IDA had proposed a budget of ¢11.6 billion ($23 million) for 2006, including ¢6 million ($12,000) for catering, which the comptroller estimated to equate to each functionary consuming ¢14,000 worth of food a session. The comptroller considered the amount to be “abundant” and “inappropriate,” the daily reported.
With the same amount, 155 children could eat in school lunchrooms, where lunch costs run ¢90 ($0.18) per student per day, according to the report.

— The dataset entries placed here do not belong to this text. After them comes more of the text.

use crate::anthropic::{ANTHROPIC_API_BASE, AnthropicBackend};
use crate::backend::{ChatBackend, ChatRequest};
use crate::error::{LlmError, Result};
use crate::openai::{GROQ_API_BASE, OPENAI_API_BASE, OpenAiBackend};
use crate::types::ChatResponse;
use async_trait::async_trait;
use std::fmt;

const GROQ_MODELS: &[&str] = &[
    "llama3-8b-8192",
    "llama3-70b-8192",
    "mixtral-8x7b-32768",
    "gemma-7b-it",
    "gemma2-9b-it",
    "whisper-large-v3",
];

const OPENAI_MODELS: &[&str] = &[
    "gpt-4o",
    "gpt-4o-2024-05-13",
    "gpt-4o-2024-08-06",
    "gpt-4o-mini",
    "gpt-4o-mini-2024-07-18",
    "gpt-4-turbo",
    "gpt-4-turbo-2024-04-09",
    "gpt-4-0125-preview",
    "gpt-4-turbo-preview",
    "gpt-4-1106-preview",
    "gpt-4-vision-preview",
    "gpt-4",
    "gpt-4-0314",
    "gpt-4-0613",
    "gpt-4-32k",
    "gpt-4-32k-0314",
    "gpt-4-32k-0613",
    "gpt-3.5-turbo",
    "gpt-3.5-turbo-16k",
    "gpt-3.5-turbo-0301",
    "gpt-3.5-turbo-0613",
    "gpt-3.5-turbo-1106",
    "gpt-3.5-turbo-0125",
    "gpt-3.5-turbo-16k-0613",
];

const ANTHROPIC_MODELS: &[&str] = &[
    "claude-3-5-sonnet-20240620",
    "claude-3-opus-20240229",
    "claude-3-sonnet-20240229",
    "claude-3-haiku-20240307",
];

#[derive(Debug, Clone, Copy, PartialEq, Eq, Hash)]
pub enum Provider {
    Groq,
    OpenAi,
    Anthropic,
}

impl Provider {
    pub const ALL: [Provider; 3] = [Provider::Groq, Provider::OpenAi, Provider::Anthropic];

    /// Resolve a model name by exact match against the known model tables.
    pub fn for_model(model: &str) -> Result<Self> {
        Self::ALL
            .into_iter()
            .find(|p| p.models().contains(&model))
            .ok_or_else(|| LlmError::UnknownModel(model.to_string()))
    }

    pub fn models(self) -> &'static [&'static str] {
        match self {
            Self::Groq => GROQ_MODELS,
            Self::OpenAi => OPENAI_MODELS,
            Self::Anthropic => ANTHROPIC_MODELS,
        }
    }

    /// Environment variable consulted when no API key is configured.
    pub fn api_key_env(self) -> &'static str {
        match self {
            Self::Groq => "GROQ_API_KEY",
            Self::OpenAi => "OPENAI_API_KEY",
            Self::Anthropic => "ANTHROPIC_API_KEY",
        }
    }

    pub fn default_base_url(self) -> &'static str {
        match self {
            Self::Groq => GROQ_API_BASE,
            Self::OpenAi => OPENAI_API_BASE,
            Self::Anthropic => ANTHROPIC_API_BASE,
        }
    }
}

impl fmt::Display for Provider {
    fn fmt(&self, f: &mut fmt::Formatter<'_>) -> fmt::Result {
        let name = match self {
            Self::Groq => "groq",
            Self::OpenAi => "openai",
            Self::Anthropic => "anthropic",
        };
        f.write_str(name)
    }
}

/// HTTP backend for one provider, selected at construction time.
#[derive(Clone)]
pub struct LlmClient {
    provider: Provider,
    backend: ProviderBackend,
}

#[derive(Clone)]
enum ProviderBackend {
    OpenAiCompatible(OpenAiBackend),
    Anthropic(AnthropicBackend),
}

impl LlmClient {
    #[tracing::instrument(level = "debug", skip_all, fields(provider = %provider))]
    pub fn new(provider: Provider, api_key: &str, base_url: Option<&str>) -> Self {
        let http = reqwest::Client::builder()
            .timeout(std::time::Duration::from_secs(60))
            .build()
            .unwrap_or_else(|e| {
                tracing::warn!(%e, "reqwest client build failed; falling back to default client");
                reqwest::Client::new()
            });
        let base_url = base_url.unwrap_or(provider.default_base_url());
        let backend = match provider {
            Provider::Groq | Provider::OpenAi => {
                ProviderBackend::OpenAiCompatible(OpenAiBackend::new(http, api_key, base_url))
            }
            Provider::Anthropic => {
                ProviderBackend::Anthropic(AnthropicBackend::with_base_url(http, api_key, base_url))
            }
        };
        Self { provider, backend }
    }

    pub fn provider(&self) -> Provider {
        self.provider
    }
}

#[async_trait]
impl ChatBackend for LlmClient {
    async fn create(&self, request: &ChatRequest<'_>) -> Result<ChatResponse> {
        match &self.backend {
            ProviderBackend::OpenAiCompatible(c) => c.create(request).await,
            ProviderBackend::Anthropic(c) => c.create(request).await,
        }
    }
}

/// Tool names must satisfy `^[a-zA-Z0-9_-]{1,64}$` for every supported provider.
pub fn validate_tool_name(name: &str) -> Result<()> {
    if name.is_empty() || name.len() > 64 {
        return Err(LlmError::InvalidInput(format!(
            "tool name must be 1-64 characters, got {}",
            name.len()
        )));
    }
    if let Some(ch) = name
        .chars()
        .find(|c| !(c.is_ascii_alphanumeric() || *c == '_' || *c == '-'))
    {
        return Err(LlmError::InvalidInput(format!(
            "tool name {name:?} contains invalid character {ch:?}"
        )));
    }
    Ok(())
}
//! Ordered message log for one client session.

use vl_llm::{ChatMessage, Role};

/// Every message exchanged so far, in turn order. Sent in full on each request.
#[derive(Debug, Clone, Default)]
pub struct ConversationMemory {
    messages: Vec<ChatMessage>,
}

impl ConversationMemory {
    pub fn new() -> Self {
        Self::default()
    }

    pub fn push(&mut self, message: ChatMessage) {
        self.messages.push(message);
    }

    pub fn messages(&self) -> &[ChatMessage] {
        &self.messages
    }

    pub fn last(&self) -> Option<&ChatMessage> {
        self.messages.last()
    }

    pub fn len(&self) -> usize {
        self.messages.len()
    }

    pub fn is_empty(&self) -> bool {
        self.messages.is_empty()
    }

    /// Adopt a caller-supplied history verbatim, discarding the current log.
    pub fn replace(&mut self, history: Vec<ChatMessage>) {
        self.messages = history;
    }

    /// Insert a system message, but only as the very first entry.
    ///
    /// Returns whether the message was inserted.
    pub fn insert_system_if_empty(&mut self, text: &str) -> bool {
        if !self.messages.is_empty() {
            return false;
        }
        self.messages.push(ChatMessage::system(text));
        true
    }

    pub fn system_count(&self) -> usize {
        self.messages
            .iter()
            .filter(|m| m.role == Role::System)
            .count()
    }
}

IDA, which sells land to poor Costa Ricans at highly subsidized prices, has six executives who hold 72 meetings a year.
The comptroller also questioned the IDA budget regarding aguinaldos (the mandatory Christmas bonus equal to one month’s salary), pharmaceutical products, kitchen and cleaning materials, guards, automobile purchases, computer equipment and new buildings construction.
IDA is also under investigation by the comptroller, the Prosecutor’s Office and the President’s Cabinet for allegations that the institution’s employees gave 100 hectares of public land (meant for poor Costa Ricans) to one another and their families (TT, Nov. 25, Dec. 2, 2005, Jan. 6).
On Tuesday, Hermes Navarro, secretary of the President’s Cabinet, said the government has opened proceedings against various IDA officials in connection with the allegations, but said their names would not be released until after the parties have been notified.